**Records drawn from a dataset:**
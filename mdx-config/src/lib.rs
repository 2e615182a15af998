//! Shared configuration loader for the mdx toolchain.
//!
//! `defaults/mdx.default.toml` is embedded into every binary so that docs and
//! runtime behavior stay in sync. Applications layer user-specific files on top
//! of those defaults via [`Loader`] before deserializing into [`MdxConfig`].

use config::builder::DefaultState;
use config::{Config, ConfigBuilder, ConfigError, File, FileFormat, ValueKind};
use mdx_babel::MediaOptions;
use serde::Deserialize;
use std::path::Path;

const DEFAULT_TOML: &str = include_str!("../defaults/mdx.default.toml");

/// Top-level configuration consumed by mdx applications.
#[derive(Debug, Clone, Deserialize)]
pub struct MdxConfig {
    pub media: MediaConfig,
    pub convert: ConvertConfig,
    pub inspect: InspectConfig,
    pub logging: LoggingConfig,
}

/// Bounds applied by the media normalizer.
#[derive(Debug, Clone, Deserialize)]
pub struct MediaConfig {
    pub image_width_min: u32,
    pub image_width_max: u32,
    pub default_aspect_ratio: f64,
}

impl From<MediaConfig> for MediaOptions {
    fn from(config: MediaConfig) -> Self {
        MediaOptions::from(&config)
    }
}

impl From<&MediaConfig> for MediaOptions {
    fn from(config: &MediaConfig) -> Self {
        MediaOptions {
            image_width_min: config.image_width_min,
            image_width_max: config.image_width_max,
            default_aspect_ratio: config.default_aspect_ratio,
        }
    }
}

/// Format-specific conversion knobs.
#[derive(Debug, Clone, Deserialize)]
pub struct ConvertConfig {
    pub json: JsonConfig,
}

#[derive(Debug, Clone, Deserialize)]
pub struct JsonConfig {
    pub pretty: bool,
}

/// Controls the tree view printed by `inspect`.
#[derive(Debug, Clone, Deserialize)]
pub struct InspectConfig {
    pub show_marks: bool,
}

#[derive(Debug, Clone, Deserialize)]
pub struct LoggingConfig {
    pub level: String,
}

/// Helper for layering user overrides over the built-in defaults.
#[derive(Debug, Clone)]
pub struct Loader {
    builder: ConfigBuilder<DefaultState>,
}

impl Loader {
    /// Start a loader seeded with the embedded defaults.
    pub fn new() -> Self {
        let builder = Config::builder().add_source(File::from_str(DEFAULT_TOML, FileFormat::Toml));
        Self { builder }
    }

    /// Layer a configuration file. Missing files trigger an error.
    pub fn with_file(mut self, path: impl AsRef<Path>) -> Self {
        let source = File::from(path.as_ref())
            .format(FileFormat::Toml)
            .required(true);
        self.builder = self.builder.add_source(source);
        self
    }

    /// Layer an optional configuration file (ignored if the file is absent).
    pub fn with_optional_file(mut self, path: impl AsRef<Path>) -> Self {
        let source = File::from(path.as_ref())
            .format(FileFormat::Toml)
            .required(false);
        self.builder = self.builder.add_source(source);
        self
    }

    /// Apply a single key/value override (useful for CLI settings).
    pub fn set_override<I>(mut self, key: &str, value: I) -> Result<Self, ConfigError>
    where
        I: Into<ValueKind>,
    {
        self.builder = self.builder.set_override(key, value)?;
        Ok(self)
    }

    /// Finalize the builder and deserialize the resulting configuration.
    pub fn build(self) -> Result<MdxConfig, ConfigError> {
        self.builder.build()?.try_deserialize()
    }
}

impl Default for Loader {
    fn default() -> Self {
        Self::new()
    }
}

/// Convenience helper for callers that only need the defaults.
pub fn load_defaults() -> Result<MdxConfig, ConfigError> {
    Loader::new().build()
}
//! Pool configuration.

use std::time::Duration;

/// Connection pool configuration.
#[derive(Debug, Clone)]
pub struct PoolConfig {
    /// Maximum number of concurrent general-purpose connections.
    ///
    /// Connections created for requests that require a specific event loop
    /// do not count against this cap.
    pub max_concurrent_connections: usize,
    /// Deadline applied to each connection attempt.
    pub connect_timeout: Duration,
    /// How long an idle connection is kept parked before it is closed.
    pub idle_timeout: Duration,
}

impl Default for PoolConfig {
    fn default() -> Self {
        Self {
            max_concurrent_connections: 8,
            connect_timeout: Duration::from_secs(30),
            idle_timeout: Duration::from_secs(60),
        }
    }
}

impl PoolConfig {
    /// Create a new configuration builder.
    pub fn builder() -> PoolConfigBuilder {
        PoolConfigBuilder::default()
    }
}

/// Builder for pool configuration.
#[derive(Debug, Default)]
pub struct PoolConfigBuilder {
    config: PoolConfig,
}

impl PoolConfigBuilder {
    /// Set the maximum number of concurrent general-purpose connections.
    pub fn max_concurrent_connections(mut self, max: usize) -> Self {
        self.config.max_concurrent_connections = max;
        self
    }

    /// Set the connection attempt deadline.
    pub fn connect_timeout(mut self, timeout: Duration) -> Self {
        self.config.connect_timeout = timeout;
        self
    }

    /// Set the idle connection park duration.
    pub fn idle_timeout(mut self, timeout: Duration) -> Self {
        self.config.idle_timeout = timeout;
        self
    }

    /// Build the configuration.
    ///
    /// # Panics
    ///
    /// Panics if `max_concurrent_connections` is zero.
    pub fn build(self) -> PoolConfig {
        assert!(
            self.config.max_concurrent_connections > 0,
            "max_concurrent_connections must be at least 1"
        );
        self.config
    }
}
/// The three disjoint groups of handles a shutdown has to act on.
#[derive(Debug, Default)]
pub(crate) struct CleanupContext {
    /// Idle connections, safe to close outright.
    pub(crate) close: Vec<Connection>,
    /// Leased connections whose in-flight request must be cancelled.
    pub(crate) cancel: Vec<Connection>,
    /// Connections whose backoff timer must be cancelled.
    pub(crate) connect_backoff: Vec<ConnectionId>,
}

pub(crate) struct ConnectionSet {
    max_connections: usize,
    entries: Vec<ConnectionEntry>,
    counts: ConnectionCounts,
    next_id: ConnectionId,
}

**What is expected:**
All entries above are to be reproduced exactly.

**The answer:**
filename mdx-config/src/lib.rs
repository 2e615182a15af998
//! Shared configuration loader for the mdx toolchain.
//!
//! `defaults/mdx.default.toml` is embedded into every binary so that docs and
//! runtime behavior stay in sync. Applications layer user-specific files on top
//! of those defaults via [`Loader`] before deserializing into [`MdxConfig`].

use config::builder::DefaultState;
use config::{Config, ConfigBuilder, ConfigError, File, FileFormat, ValueKind};
use mdx_babel::MediaOptions;
use serde::Deserialize;
use std::path::Path;

const DEFAULT_TOML: &str = include_str!("../defaults/mdx.default.toml");

/// Top-level configuration consumed by mdx applications.
#[derive(Debug, Clone, Deserialize)]
pub struct MdxConfig {
    pub media: MediaConfig,
    pub convert: ConvertConfig,
    pub inspect: InspectConfig,
    pub logging: LoggingConfig,
}

/// Bounds applied by the media normalizer.
#[derive(Debug, Clone, Deserialize)]
pub struct MediaConfig {
    pub image_width_min: u32,
    pub image_width_max: u32,
    pub default_aspect_ratio: f64,
}

impl From<MediaConfig> for MediaOptions {
    fn from(config: MediaConfig) -> Self {
        MediaOptions::from(&config)
    }
}

impl From<&MediaConfig> for MediaOptions {
    fn from(config: &MediaConfig) -> Self {
        MediaOptions {
            image_width_min: config.image_width_min,
            image_width_max: config.image_width_max,
            default_aspect_ratio: config.default_aspect_ratio,
        }
    }
}

/// Format-specific conversion knobs.
#[derive(Debug, Clone, Deserialize)]
pub struct ConvertConfig {
    pub json: JsonConfig,
}

#[derive(Debug, Clone, Deserialize)]
pub struct JsonConfig {
    pub pretty: bool,
}

/// Controls the tree view printed by `inspect`.
#[derive(Debug, Clone, Deserialize)]
pub struct InspectConfig {
    pub show_marks: bool,
}

#[derive(Debug, Clone, Deserialize)]
pub struct LoggingConfig {
    pub level: String,
}

/// Helper for layering user overrides over the built-in defaults.
#[derive(Debug, Clone)]
pub struct Loader {
    builder: ConfigBuilder<DefaultState>,
}

impl Loader {
    /// Start a loader seeded with the embedded defaults.
    pub fn new() -> Self {
        let builder = Config::builder().add_source(File::from_str(DEFAULT_TOML, FileFormat::Toml));
        Self { builder }
    }

    /// Layer a configuration file. Missing files trigger an error.
    pub fn with_file(mut self, path: impl AsRef<Path>) -> Self {
        let source = File::from(path.as_ref())
            .format(FileFormat::Toml)
            .required(true);
        self.builder = self.builder.add_source(source);
        self
    }

    /// Layer an optional configuration file (ignored if the file is absent).
    pub fn with_optional_file(mut self, path: impl AsRef<Path>) -> Self {
        let source = File::from(path.as_ref())
            .format(FileFormat::Toml)
            .required(false);
        self.builder = self.builder.add_source(source);
        self
    }

    /// Apply a single key/value override (useful for CLI settings).
    pub fn set_override<I>(mut self, key: &str, value: I) -> Result<Self, ConfigError>
    where
        I: Into<ValueKind>,
    {
        self.builder = self.builder.set_override(key, value)?;
        Ok(self)
    }

    /// Finalize the builder and deserialize the resulting configuration.
    pub fn build(self) -> Result<MdxConfig, ConfigError> {
        self.builder.build()?.try_deserialize()
    }
}

impl Default for Loader {
    fn default() -> Self {
        Self::new()
    }
}

/// Convenience helper for callers that only need the defaults.
pub fn load_defaults() -> Result<MdxConfig, ConfigError> {
    Loader::new().build()
}
//! Pool configuration.

use std::time::Duration;

/// Connection pool configuration.
#[derive(Debug, Clone)]
pub struct PoolConfig {
    /// Maximum number of concurrent general-purpose connections.
    ///
    /// Connections created for requests that require a specific event loop
    /// do not count against this cap.
    pub max_concurrent_connections: usize,
    /// Deadline applied to each connection attempt.
    pub connect_timeout: Duration,
    /// How long an idle connection is kept parked before it is closed.
    pub idle_timeout: Duration,
}

impl Default for PoolConfig {
    fn default() -> Self {
        Self {
            max_concurrent_connections: 8,
            connect_timeout: Duration::from_secs(30),
            idle_timeout: Duration::from_secs(60),
        }
    }
}

impl PoolConfig {
    /// Create a new configuration builder.
    pub fn builder() -> PoolConfigBuilder {
        PoolConfigBuilder::default()
    }
}

/// Builder for pool configuration.
#[derive(Debug, Default)]
pub struct PoolConfigBuilder {
    config: PoolConfig,
}

impl PoolConfigBuilder {
    /// Set the maximum number of concurrent general-purpose connections.
    pub fn max_concurrent_connections(mut self, max: usize) -> Self {
        self.config.max_concurrent_connections = max;
        self
    }

    /// Set the connection attempt deadline.
    pub fn connect_timeout(mut self, timeout: Duration) -> Self {
        self.config.connect_timeout = timeout;
        self
    }

    /// Set the idle connection park duration.
    pub fn idle_timeout(mut self, timeout: Duration) -> Self {
        self.config.idle_timeout = timeout;
        self
    }

    /// Build the configuration.
    ///
    /// # Panics
    ///
    /// Panics if `max_concurrent_connections` is zero.
    pub fn build(self) -> PoolConfig {
        assert!(
            self.config.max_concurrent_connections > 0,
            "max_concurrent_connections must be at least 1"
        );
        self.config
    }
}
/// The three disjoint groups of handles a shutdown has to act on.
#[derive(Debug, Default)]
pub(crate) struct CleanupContext {
    /// Idle connections, safe to close outright.
    pub(crate) close: Vec<Connection>,
    /// Leased connections whose in-flight request must be cancelled.
    pub(crate) cancel: Vec<Connection>,
    /// Connections whose backoff timer must be cancelled.
    pub(crate) connect_backoff: Vec<ConnectionId>,
}

pub(crate) struct ConnectionSet {
    max_connections: usize,
    entries: Vec<ConnectionEntry>,
    counts: ConnectionCounts,
    next_id: ConnectionId,
}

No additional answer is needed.